# Fuel Problems



## jerbremser (Dec 5, 2006)

I have a 1993 max DOHC. i have replaced the Fuel filter, spark plugs, and oil, which had a gas smell to it. 
After i did this the car started up right away for about 20 minutes and then died on me and i could not get it to start again. I am thinking i have to either replace the fuel pump or the fuel relay switch. What ideas does anyone have for why my car wont start back up? When i try to start the car it sounds like either there is not enough fuel getting to the motor or the motor is flooded and cant start. She sounds like she wants to start and ignite but just doesn't.
Please give me your ideas.


----------



## RedHead7 (May 30, 2006)

I do not know that much about the fuel system, but could it be your fuel injectors??


----------



## ilikespeeding (Dec 9, 2006)

It's most likely a fuel problem if the car doesnt start back up.

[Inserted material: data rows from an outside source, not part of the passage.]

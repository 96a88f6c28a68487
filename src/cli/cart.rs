use std::io::{self, Write};

use clap::{Args, Subcommand};
use encebollado::{
    cart::{Adjustment, Cart, engine::CartEngine, storage::CartStorage},
    catalog::Catalog,
    config::Settings,
    order::channel::WriterChannel,
    products::ProductId,
};
use jiff::Timestamp;
use tracing::info;

use crate::cli::{CliError, align_prices, table, write_table};

#[derive(Debug, Args)]
pub(crate) struct CartCommand {
    #[command(subcommand)]
    command: Option<CartSubcommand>,
}

#[derive(Debug, Subcommand)]
enum CartSubcommand {
    /// Show the cart
    Show,

    /// Add a product to the cart
    Add(QuantityArgs),

    /// Remove a product from the cart
    Remove(ProductArgs),

    /// Set the quantity of a product already in the cart; 0 removes it
    Set(SetArgs),

    /// Add one unit of a product already in the cart
    Inc(ProductArgs),

    /// Take one unit of a product out of the cart
    Dec(ProductArgs),

    /// Empty the cart
    Clear,
}

#[derive(Debug, Args)]
struct ProductArgs {
    /// Product id
    id: u32,
}

#[derive(Debug, Args)]
struct QuantityArgs {
    /// Product id
    id: u32,

    /// Number of units
    #[arg(short, long, default_value_t = 1)]
    quantity: u32,
}

#[derive(Debug, Args)]
struct SetArgs {
    /// Product id
    id: u32,

    /// New number of units
    quantity: u32,
}

#[derive(Debug, Args)]
pub(crate) struct CheckoutArgs {
    /// Print the order message without sending it or clearing the cart
    #[arg(long)]
    dry_run: bool,
}

pub(crate) fn run(
    command: CartCommand,
    catalog: &Catalog,
    settings: &Settings,
    storage: impl CartStorage,
    out: &mut impl Write,
) -> Result<(), CliError> {
    let mut engine = engine(catalog, settings, storage);
    let now = Timestamp::now();

    match command.command.unwrap_or(CartSubcommand::Show) {
        CartSubcommand::Show => {}
        CartSubcommand::Add(args) => {
            let outcome = engine.add_by_id(ProductId::new(args.id), args.quantity, now)?;

            info!(product_id = args.id, quantity = outcome.quantity(), "cart updated");
        }
        CartSubcommand::Remove(args) => {
            if !engine.remove_item(ProductId::new(args.id), now) {
                return Err(CliError::NotInCart(args.id));
            }
        }
        CartSubcommand::Set(args) => {
            adjusted(engine.set_quantity(ProductId::new(args.id), args.quantity, now), args.id)?;
        }
        CartSubcommand::Inc(args) => {
            adjusted(engine.increment(ProductId::new(args.id), now), args.id)?;
        }
        CartSubcommand::Dec(args) => {
            adjusted(engine.decrement(ProductId::new(args.id), now), args.id)?;
        }
        CartSubcommand::Clear => engine.clear(now),
    }

    for notification in engine.notifications().visible() {
        writeln!(out, "{}", notification.message)?;
    }

    write_cart(out, engine.cart())
}

pub(crate) fn checkout(
    args: &CheckoutArgs,
    catalog: &Catalog,
    settings: &Settings,
    storage: impl CartStorage,
    out: &mut impl Write,
) -> Result<(), CliError> {
    let mut engine = engine(catalog, settings, storage);
    let now = Timestamp::now();

    if args.dry_run {
        writeln!(out, "{}", engine.preview(&settings.restaurant.template(), now)?)?;

        return Ok(());
    }

    let mut channel = WriterChannel::new(io::stdout());

    engine.checkout(&mut channel, &settings.restaurant, now)?;

    if let Some(notification) = engine.notifications().current() {
        writeln!(out, "{}", notification.message)?;
    }

    Ok(())
}

fn engine<'a, S: CartStorage>(
    catalog: &'a Catalog,
    settings: &Settings,
    storage: S,
) -> CartEngine<'a, S> {
    CartEngine::load(
        catalog,
        storage,
        settings.storage.key.clone(),
        settings.notifications,
    )
}

fn adjusted(adjustment: Adjustment, id: u32) -> Result<(), CliError> {
    match adjustment {
        Adjustment::Missing => Err(CliError::NotInCart(id)),
        Adjustment::Updated(_) | Adjustment::Removed => Ok(()),
    }
}

fn write_cart(out: &mut impl Write, cart: &Cart<'_>) -> Result<(), CliError> {
    if cart.is_empty() {
        writeln!(out, "El carrito está vacío")?;

        return Ok(());
    }

    let mut rows = Vec::with_capacity(cart.len());

    for group in cart.grouped_by_category() {
        for item in &group.items {
            rows.push([
                item.product_id().to_string(),
                item.product().name.clone(),
                group.category.label().to_string(),
                item.quantity().to_string(),
                item.unit_price().to_string(),
                item.subtotal()?.to_string(),
            ]);
        }
    }

    let mut table = table(
        ["#", "Producto", "Categoría", "Cantidad", "Precio", "Subtotal"],
        rows,
    );

    align_prices(&mut table, 3, 6);
    write_table(out, &table)?;

    writeln!(
        out,
        "{} artículos, total {}",
        cart.total_item_count(),
        cart.total_price()?
    )?;

    Ok(())
}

Does the maxima have a straiter valve on the fuel line? If so, after the car stalls, push in the valve to see if there is any pressure on the line. If there is pressure, it might be a clogged injector or two. Simply striking the injectors with a wrench with about the same force as you would use to hit a pack of cigarettes on you palm would clear the injectors of debris. If there is no fuel pressure in the straiter valve, then you might be looking at a pump or relay. If you dont have a straiter valve, then follow the test for the relay; if the relay is good and there is no pressure, it's a pump problem. 

To test the relay, when you put the ignition in the on position, you should hear the click of the relay. If you dont hear it after about 2 seconds, bad relay.


----------